Por: Juan Alejandro Tapia

Que no veía, llegaron a decir. Que era hora de buscarle un reemplazo, propusieron luego de algún gol de larga distancia o una salida en falso. Que su liderazgo se había vuelto nocivo, aseguraron tras la partida de Alberto Gamero de la dirección técnica. Es la forma particular que tiene la afición del Junior de tratar a sus ídolos: con amor y odio por partes iguales, y la relación con el portero uruguayo Sebastián Viera ha sido así durante sus ocho años en el club, aunque ahora, con los juegos pirotécnicos de la celebración del título todavía retumbando en la cabeza, parezca un matrimonio que pasa por su mejor momento.

Vuela Viera como impulsado por las dos alas estampadas en su camiseta. “El ángel del arco”, lo bautizaron desde que se paró en el centro del pórtico de su amado Nacional, el ‘bolso’, allá en Montevideo, con su cara de niño bueno y la gorra que lo acompañó durante los primeros años de su carrera. “¡Clark Kent!”, grita el narrador de la televisión colombiana al verlo estirar los brazos para llegar a una pelota imposible, como Superman. Porque imposible era desviar ese disparo con chanfle de Juan Fernando Caicedo el domingo en la final contra el Medellín. Fue la mejor atajada de un juego con muchas atajadas, no por la potencia sino por la falta de visión panorámica. Tapado como estaba por sus compañeros, Viera no pudo observar el instante en que el balón partió del guayo del atacante rival, o quizá sí, porque el instinto para un arquero viene a cumplir la misma función que los rayos X para ver a través de los cuerpos que posee el superhéroe de capa roja y traje azul.

Son las alas que, tras su primer año en el equipo y la obtención de la séptima estrella en Manizales, con una actuación fulgurante que incluyó detener un penal, empezaron a aparecer en las tribunas del Metropolitano. Por primera vez la indumentaria del arquero adquirió relevancia, y aún hoy, dieciséis ligas después, se vende en las calles y en los puntos oficiales como un símbolo más de la institución. Porque tener la camiseta de Viera, y eso hasta sus críticos lo saben, es lo mismo que lucir con orgullo la rojiblanca.

Aterrizó en Barranquilla con pinta de modelo y sin saber muy bien a dónde llegaba. Había disputado con el Villarreal una semifinal de Champions -estuvo ahí cuando Riquelme botó el penal frente al Arsenal-, y por esas cosas del destino su carrera en Europa se vio truncada. Una lesión lo privó de ir a Inglaterra y lo mandó a Grecia, de donde dio el salto a una ciudad y un club que no figuraban en el mapa, con el deseo secreto de estar cerca de casa y tal vez abrir una puerta para regresar a su ‘bolso’ del alma. El domingo, en el gramado del Atanasio Girardot, con ocho carnavales entre pecho y espalda, festejó el título como el más currambero de todos, era un Mickey Mouse convertido en marimonda.

Nunca dejará de ser uruguayo, pero ya echó raíces acá.
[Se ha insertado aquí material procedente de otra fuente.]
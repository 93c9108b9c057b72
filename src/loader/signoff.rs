//! Client Sign-off
//!
//! When every account owned by a client has COMPLETED for the business
//! date, one `CLIENT_REPORTING_SIGNOFF` event is published exactly once,
//! no matter how many account completions race: the winner is whoever
//! inserts the claim row.

use crate::clock::SharedClock;
use crate::errors::Result;
use crate::fabric::{topics, Broker};
use crate::models::SignoffEvent;
use crate::store::{AuditStore, EodStore};
use chrono::NaiveDate;
use std::sync::Arc;
use tracing::info;

pub struct SignoffPublisher {
    eod: Arc<EodStore>,
    audit: Arc<AuditStore>,
    broker: Arc<Broker>,
    clock: SharedClock,
}

impl SignoffPublisher {
    pub fn new(
        eod: Arc<EodStore>,
        audit: Arc<AuditStore>,
        broker: Arc<Broker>,
        clock: SharedClock,
    ) -> Self {
        Self {
            eod,
            audit,
            broker,
            clock,
        }
    }

    /// Publish the sign-off if this completion was the client's last open
    /// account for the date. Returns true when this call published.
    pub async fn maybe_signoff(&self, client_id: i64, business_date: NaiveDate) -> Result<bool> {
        let (all_done, account_count) = self.eod.client_completion(client_id, business_date)?;
        if !all_done {
            return Ok(false);
        }
        let now = self.clock.now_millis();
        if !self
            .eod
            .try_claim_signoff(client_id, business_date, account_count, now)?
        {
            return Ok(false);
        }

        let event = SignoffEvent {
            client_id,
            business_date,
            account_count,
            ts: now,
        };
        self.broker
            .publish(
                topics::CLIENT_REPORTING_SIGNOFF,
                &client_id.to_string(),
                &event,
            )
            .await?;
        self.audit.record(
            "system",
            "CLIENT_SIGNOFF",
            None,
            &format!("client {client_id} {business_date} ({account_count} accounts)"),
            now,
        )?;
        info!(client_id, %business_date, account_count, "client signed off");
        Ok(true)
    }
}

#[cfg(test)]
mod tests {
    use super::*;
    use crate::clock::ManualClock;
    use crate::models::AccountInfo;
    use crate::store::{Database, EodStatus, RefDataStore};

    async fn setup() -> (SignoffPublisher, Arc<EodStore>, Arc<Broker>, RefDataStore) {
        let db = Database::open_in_memory().unwrap();
        let clock = Arc::new(ManualClock::new(1_700_000_000_000));
        let eod = Arc::new(EodStore::new(db.clone()));
        let audit = Arc::new(AuditStore::new(db.clone()));
        let refdata = RefDataStore::new(db);
        let broker = Arc::new(Broker::new());
        broker.register_topic(topics::CLIENT_REPORTING_SIGNOFF, 1, 16);
        (
            SignoffPublisher::new(eod.clone(), audit, broker.clone(), clock),
            eod,
            broker,
            refdata,
        )
    }

    fn account(account_id: i64, client_id: i64) -> AccountInfo {
        AccountInfo {
            account_id,
            account_number: format!("ACC-{account_id}"),
            account_type: "CUSTODY".into(),
            fund_id: 10,
            fund_name: "Global Macro".into(),
            client_id,
            client_name: "Meridian AM".into(),
            base_currency: "USD".into(),
        }
    }

    #[tokio::test]
    async fn test_signoff_fires_once_when_all_accounts_complete() {
        let (publisher, eod, broker, refdata) = setup().await;
        let date = NaiveDate::from_ymd_opt(2024, 1, 15).unwrap();
        let mut rx = broker.take_receivers(topics::CLIENT_REPORTING_SIGNOFF).unwrap();

        refdata.upsert_account(&account(1, 55)).unwrap();
        refdata.upsert_account(&account(2, 55)).unwrap();

        eod.transition(1, date, EodStatus::InProgress, None, None, 1).unwrap();
        eod.transition(1, date, EodStatus::Completed, Some(3), None, 2).unwrap();
        assert!(!publisher.maybe_signoff(55, date).await.unwrap());

        eod.transition(2, date, EodStatus::InProgress, None, None, 3).unwrap();
        eod.transition(2, date, EodStatus::Completed, Some(1), None, 4).unwrap();
        assert!(publisher.maybe_signoff(55, date).await.unwrap());
        // Replay does not publish again
        assert!(!publisher.maybe_signoff(55, date).await.unwrap());

        let envelope = rx[0].try_recv().unwrap();
        let event: SignoffEvent = envelope.decode().unwrap();
        assert_eq!(event.client_id, 55);
        assert_eq!(event.account_count, 2);
        assert!(rx[0].try_recv().is_err());
    }
}
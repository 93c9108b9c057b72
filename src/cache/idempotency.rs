//! Idempotency Store
//!
//! Short-TTL set of processed external references over the distributed KV
//! store. `check_and_mark` is the one atomic claim operation; everything
//! else is sugar over it.
//!
//! Degrade contract: when the KV store is unavailable the answer is always
//! "not a duplicate"; ingestion must never block on cache availability.
//! Degrades are counted.

use crate::kv::KvStore;
use std::sync::atomic::{AtomicU64, Ordering};
use std::sync::Arc;
use std::time::Duration;
use tracing::warn;

#[derive(Debug, Default)]
pub struct IdempotencyStats {
    pub duplicates_dropped: AtomicU64,
    pub degraded_checks: AtomicU64,
}

pub struct IdempotencyStore {
    kv: Arc<dyn KvStore>,
    prefix: &'static str,
    ttl: Duration,
    stats: IdempotencyStats,
}

fn is_blank(r: &str) -> bool {
    r.trim().is_empty()
}

impl IdempotencyStore {
    /// `prefix` namespaces the refs of one ingestion path (fills vs intraday
    /// records carry different TTLs).
    pub fn new(kv: Arc<dyn KvStore>, prefix: &'static str, ttl: Duration) -> Self {
        Self {
            kv,
            prefix,
            ttl,
            stats: IdempotencyStats::default(),
        }
    }

    fn key(&self, r: &str) -> String {
        format!("{}:{}", self.prefix, r)
    }

    /// True iff the ref has already been processed. Blank refs are never
    /// duplicates; the caller owns ref generation.
    pub async fn is_duplicate(&self, r: &str) -> bool {
        if is_blank(r) {
            return false;
        }
        match self.kv.get(&self.key(r)).await {
            Ok(found) => found.is_some(),
            Err(e) => {
                self.degrade("is_duplicate", &e);
                false
            }
        }
    }

    pub async fn mark_processed(&self, r: &str) {
        if is_blank(r) {
            return;
        }
        if let Err(e) = self.kv.put(&self.key(r), "1", self.ttl).await {
            self.degrade("mark_processed", &e);
        }
    }

    /// Atomic claim: true iff this caller is the first to claim the ref
    /// within TTL. Blank refs are always claimable.
    pub async fn check_and_mark(&self, r: &str) -> bool {
        if is_blank(r) {
            return true;
        }
        match self.kv.put_if_absent(&self.key(r), "1", self.ttl).await {
            Ok(true) => true,
            Ok(false) => {
                self.stats.duplicates_dropped.fetch_add(1, Ordering::Relaxed);
                metrics::counter!("idempotency_duplicates_dropped_total", 1);
                false
            }
            Err(e) => {
                self.degrade("check_and_mark", &e);
                true
            }
        }
    }

    /// Keep only refs not yet processed. Blank refs pass through.
    pub async fn filter_duplicates(&self, refs: &[String]) -> Vec<String> {
        let mut fresh = Vec::with_capacity(refs.len());
        for r in refs {
            if !self.is_duplicate(r).await {
                fresh.push(r.clone());
            }
        }
        fresh
    }

    pub async fn mark_processed_batch(&self, refs: &[String]) {
        for r in refs {
            self.mark_processed(r).await;
        }
    }

    pub fn stats(&self) -> &IdempotencyStats {
        &self.stats
    }

    fn degrade(&self, op: &str, err: &crate::errors::PlatformError) {
        self.stats.degraded_checks.fetch_add(1, Ordering::Relaxed);
        metrics::counter!("idempotency_degraded_total", 1);
        warn!(op, error = %err, "idempotency store degraded to not-duplicate");
    }
}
Tiene esposa e hijo barranquilleros y su nombre está grabado en la historia de un equipo que no representa a una ciudad ni a una región sino a una forma de ver y asumir la vida. Es el mejor arquero de todos los tiempos, digan lo que digan de Delménico o Pazo. Los supera en títulos, continuidad, preponderancia y hasta en goles marcados, porque no solo los tapa, también los mete en el otro lado.

Este semeste lo empezó en la banca. Sus días en el Junior, decían, estaban contados. Pero con seguridad y boca cerrada se impuso a las habladurías y hasta a sus propias fallas, que las tiene, como cualquiera que se pare bajo el marco. Es un portero serio, de la vieja escuela ‘charrúa’, de los que regalan un palo en los tiros libres y privilegian la ubicación a la agilidad. Mejor dar un paso a tiempo que saltar, parece ser la herencia genética uruguaya. Como Máspoli, Mazurkiewicz o -para los hinchas del Junior de la vieja guardia- Lorenzo Carrabs. 

La llegada de otro histórico del arco ‘tiburón’, José María Pazo, lo obligó a demostrar que había Viera para rato. En su rol de preparador de arqueros, el cesarense, dos veces campeón con el Junior y uno de los referentes de la época dorada del ‘Pibe’, Mendoza, Pacheco y Valenciano, lo exigió como no lo habían hecho sus antecesores y sacó lo mejor de él. Al final de la temporada, cuando una lesión lo obligó a ausentarse de dos juegos vitales, hasta los que pedían a gritos su partida reconocieron que se habían precipitado. 

Todavía le queda un año de contrato. La de 2019 puede ser su última temporada en el club al que le ha entregado los mejores años de su carrera y en el que ha dejado una huella imborrable: la de sus alas extendidas para bajar del firmamento futbolístico la séptima y la octava estrella.